Second-cycle degree projects at CSC

The instructions on these pages apply to all degree projects worth 30 credits examined by CSC.

General

There are some goals and rules for degree projects in the KTH regulations that are common for all KTH programmes:

Guidelines for degree projects at KTH

With these pages we will try to give you a picture of the requirements we impose and the support we can provide when you are undertaking a degree project at CSC. Degree projects are always conducted formally at the school: you have an examiner and a supervisor at the school, the school imposes requirements on the assignment, solution methods, the content and design of the report, and the degree project is approved by the school. However, the assignment can be obtained from an external principal and then the practical work is often performed there.

You must always contact the degree project coordinator for your area and register your degree project before you commence the work.

The degree project coordinator for your area can be found listed under Contact.

Group supervision

Group supervision and fixed starting dates normally apply. Degree projects are commenced on 2-4 occasions each year. Those students starting their degree project form groups of up to 6 students, and each group is given a supervisor. A report date is established from the beginning and the group then adheres to this schedule. There are joint supervision sessions, but individual supervision sessions also occur. The group members monitor and assess each other's work and receive constructive criticism, which can improve their own work.

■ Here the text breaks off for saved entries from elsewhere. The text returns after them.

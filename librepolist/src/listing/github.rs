//! GitHub REST implementation of the repository listing

use async_trait::async_trait;
use reqwest::Client;
use tracing::{debug, info};

use super::RepoListing;
use crate::config::ApiConfig;
use crate::error::FetchError;
use crate::types::{RepoPage, Repository};

/// Fixed page size of the listing endpoint.
const PER_PAGE: u32 = 30;

/// Repository listing backed by the GitHub REST API.
///
/// The client carries only a user agent (the API rejects requests without
/// one). No request timeout and no retry: a fetch either completes or
/// surfaces its failure to the caller as-is.
pub struct GitHubListing {
    client: Client,
    base_url: String,
}

impl GitHubListing {
    /// Create a listing client from API configuration.
    pub fn new(config: &ApiConfig) -> Self {
        let client = Client::builder()
            .user_agent(config.user_agent.as_str())
            .build()
            .unwrap_or_else(|_| Client::new());

        Self {
            client,
            base_url: config.base_url.trim_end_matches('/').to_string(),
        }
    }

    fn repos_url(&self, username: &str, page: u32) -> String {
        format!(
            "{}/users/{}/repos?page={}&per_page={}",
            self.base_url, username, page, PER_PAGE
        )
    }
}

/// True iff the `Link` header value advertises a next page.
///
/// Presence of a `rel="next"` token is the sole continuation signal; the
/// target URL inside the header is not used.
fn link_header_has_next(link_header: Option<&str>) -> bool {
    link_header
        .map(|link| link.contains("rel=\"next\""))
        .unwrap_or(false)
}

#[async_trait]
impl RepoListing for GitHubListing {
    async fn list_page(&self, username: &str, page: u32) -> Result<RepoPage, FetchError> {
        let url = self.repos_url(username, page);
        debug!("GET {}", url);

        let response = self
            .client
            .get(&url)
            .send()
            .await
            .map_err(|e| FetchError::Exception(e.to_string()))?;

        let status = response.status();
        if !status.is_success() {
            return Err(FetchError::Http {
                status: status.as_u16(),
                status_text: status
                    .canonical_reason()
                    .unwrap_or("Unknown Status")
                    .to_string(),
            });
        }

        let has_more = link_header_has_next(
            response
                .headers()
                .get("link")
                .and_then(|h| h.to_str().ok()),
        );

        let body = response
            .text()
            .await
            .map_err(|e| FetchError::Exception(e.to_string()))?;

        // An absent body is a valid empty listing.
        let records: Vec<Repository> = if body.trim().is_empty() {
            Vec::new()
        } else {
            serde_json::from_str(&body).map_err(|e| FetchError::Exception(e.to_string()))?
        };

        info!(
            "Fetched page {} for {}: {} records, has_more={}",
            page,
            username,
            records.len(),
            has_more
        );

        Ok(RepoPage { records, has_more })
    }
}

There are degree projects that are not suitable for group supervision, e.g., degree projects abroad, but otherwise group supervision is used.

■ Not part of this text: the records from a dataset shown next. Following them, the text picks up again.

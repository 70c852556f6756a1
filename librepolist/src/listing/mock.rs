//! Mock repository listing for testing
//!
//! A scripted implementation of [`RepoListing`] that replays configured
//! pages or failures per `(username, page)` pair, records every request it
//! receives, and can simulate network latency. It lives outside
//! `#[cfg(test)]` so integration tests (and downstream consumers' tests)
//! can use it too.
//!
//! Scripting the same `(username, page)` more than once queues the
//! responses: each request consumes the next one, and the last response
//! sticks for any further requests. That makes fail-then-succeed sequences
//! (e.g. a retried page) straightforward to express.

use async_trait::async_trait;
use std::collections::{HashMap, VecDeque};
use std::sync::{Arc, Mutex};
use std::time::Duration;
use tokio::time::sleep;

use super::RepoListing;
use crate::error::FetchError;
use crate::types::{RepoPage, Repository};

type ScriptedResponse = Result<RepoPage, FetchError>;

/// Scripted, request-recording listing.
pub struct MockListing {
    responses: Mutex<HashMap<(String, u32), VecDeque<ScriptedResponse>>>,
    delay: Duration,
    call_count: Arc<Mutex<usize>>,
    requests: Arc<Mutex<Vec<(String, u32)>>>,
}

impl MockListing {
    /// Create an empty mock. Every request against an unscripted
    /// `(username, page)` pair fails loudly with an `Exception`, so a test
    /// that fetches something unexpected cannot pass by accident.
    pub fn new() -> Self {
        Self {
            responses: Mutex::new(HashMap::new()),
            delay: Duration::from_millis(0),
            call_count: Arc::new(Mutex::new(0)),
            requests: Arc::new(Mutex::new(Vec::new())),
        }
    }

    fn push_response(self, username: &str, page: u32, response: ScriptedResponse) -> Self {
        self.responses
            .lock()
            .unwrap()
            .entry((username.to_string(), page))
            .or_default()
            .push_back(response);
        self
    }

    /// Script a successful page.
    pub fn with_page(
        self,
        username: &str,
        page: u32,
        records: Vec<Repository>,
        has_more: bool,
    ) -> Self {
        self.push_response(username, page, Ok(RepoPage { records, has_more }))
    }

    /// Script a non-2xx response.
    pub fn with_http_error(
        self,
        username: &str,
        page: u32,
        status: u16,
        status_text: &str,
    ) -> Self {
        self.push_response(
            username,
            page,
            Err(FetchError::Http {
                status,
                status_text: status_text.to_string(),
            }),
        )
    }

    /// Script a transport/parse failure.
    pub fn with_exception(self, username: &str, page: u32, message: &str) -> Self {
        self.push_response(
            username,
            page,
            Err(FetchError::Exception(message.to_string())),
        )
    }

    /// Add latency before every response (simulates the network).
    pub fn with_delay(mut self, delay: Duration) -> Self {
        self.delay = delay;
        self
    }

    /// Number of `list_page` calls received so far.
    pub fn call_count(&self) -> usize {
        *self.call_count.lock().unwrap()
    }

    /// Every `(username, page)` requested, in order.
    pub fn requests(&self) -> Vec<(String, u32)> {
        self.requests.lock().unwrap().clone()
    }
}

impl Default for MockListing {
    fn default() -> Self {
        Self::new()
    }
}

#[async_trait]
impl RepoListing for MockListing {
    async fn list_page(&self, username: &str, page: u32) -> Result<RepoPage, FetchError> {
        *self.call_count.lock().unwrap() += 1;
        self.requests
            .lock()
            .unwrap()
            .push((username.to_string(), page));

        if !self.delay.is_zero() {
            sleep(self.delay).await;
        }

        let mut responses = self.responses.lock().unwrap();
        match responses.get_mut(&(username.to_string(), page)) {
            Some(queue) if queue.len() > 1 => queue.pop_front().unwrap(),
            Some(queue) => queue
                .front()
                .cloned()
                .unwrap_or_else(|| unscripted(username, page)),
            None => unscripted(username, page),
        }
    }
}

fn unscripted(username: &str, page: u32) -> ScriptedResponse {
    Err(FetchError::Exception(format!(
        "no scripted response for {} page {}",
        username, page
    )))
}

#[cfg(test)]
mod tests {
    use super::*;

    #[tokio::test]
    async fn test_mock_scripted_page() {
        let mock = MockListing::new().with_page(
            "octocat",
            1,
            vec![Repository::new(1, "Hello-World", None)],
            true,
        );

        let page = mock.list_page("octocat", 1).await.unwrap();
        assert_eq!(page.records.len(), 1);
        assert_eq!(page.records[0].name, "Hello-World");
        assert!(page.has_more);

        assert_eq!(mock.call_count(), 1);
        assert_eq!(mock.requests(), vec![("octocat".to_string(), 1)]);
    }

    #[tokio::test]
    async fn test_mock_http_error() {
        let mock = MockListing::new().with_http_error("nobody", 1, 404, "Not Found");

        let err = mock.list_page("nobody", 1).await.unwrap_err();
        assert_eq!(err.to_string(), "Error 404: Not Found");
    }

    #[tokio::test]
    async fn test_mock_exception() {
        let mock = MockListing::new().with_exception("octocat", 1, "connection refused");

        let err = mock.list_page("octocat", 1).await.unwrap_err();
        assert_eq!(err.to_string(), "Exception: connection refused");
    }

    #[tokio::test]
    async fn test_mock_unscripted_request_fails() {
        let mock = MockListing::new();

        let err = mock.list_page("octocat", 5).await.unwrap_err();
        assert!(err.to_string().contains("no scripted response"));
    }

    #[tokio::test]
    async fn test_mock_last_response_sticks() {
        let mock = MockListing::new().with_page("octocat", 1, vec![], false);

        mock.list_page("octocat", 1).await.unwrap();
        mock.list_page("octocat", 1).await.unwrap();
        assert_eq!(mock.call_count(), 2);
    }

    #[tokio::test]
    async fn test_mock_queued_fail_then_succeed() {
        let mock = MockListing::new()
            .with_http_error("octocat", 2, 500, "Internal Server Error")
            .with_page(
                "octocat",
                2,
                vec![Repository::new(2, "two", None)],
                false,
            );

        let err = mock.list_page("octocat", 2).await.unwrap_err();
        assert_eq!(err.to_string(), "Error 500: Internal Server Error");

        let page = mock.list_page("octocat", 2).await.unwrap();
        assert_eq!(page.records[0].id, 2);

        // The success is the last scripted response, so it sticks.
        let page = mock.list_page("octocat", 2).await.unwrap();
        assert_eq!(page.records.len(), 1);
    }

    #[tokio::test]
    async fn test_mock_with_delay() {
        let mock = MockListing::new()
            .with_page("octocat", 1, vec![], false)
            .with_delay(Duration::from_millis(50));

        let start = std::time::Instant::now();
        mock.list_page("octocat", 1).await.unwrap();
        assert!(start.elapsed() >= Duration::from_millis(50));
    }

    #[tokio::test]
    async fn test_mock_records_request_order() {
        let mock = MockListing::new()
            .with_page("octocat", 1, vec![], true)
            .with_page("octocat", 2, vec![], false);

        mock.list_page("octocat", 1).await.unwrap();
        mock.list_page("octocat", 2).await.unwrap();

        assert_eq!(
            mock.requests(),
            vec![("octocat".to_string(), 1), ("octocat".to_string(), 2)]
        );
        assert_eq!(mock.call_count(), 2);
    }
}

Note: It is not possible to present commenced or completed work and have it approved as a degree project.

Further reading

There are several good books on writing degree projects/academic papers/technical reports. Two such books are “How to Write Dissertations & Project Reports (Smarter Study Skills)”. (McMillan and Weyers, 2010) and “Methods for engineering students - Degree projects using the 4-phase Model” by Pär Blomkvist & Anette Hallin (2014), Studentlitteratur.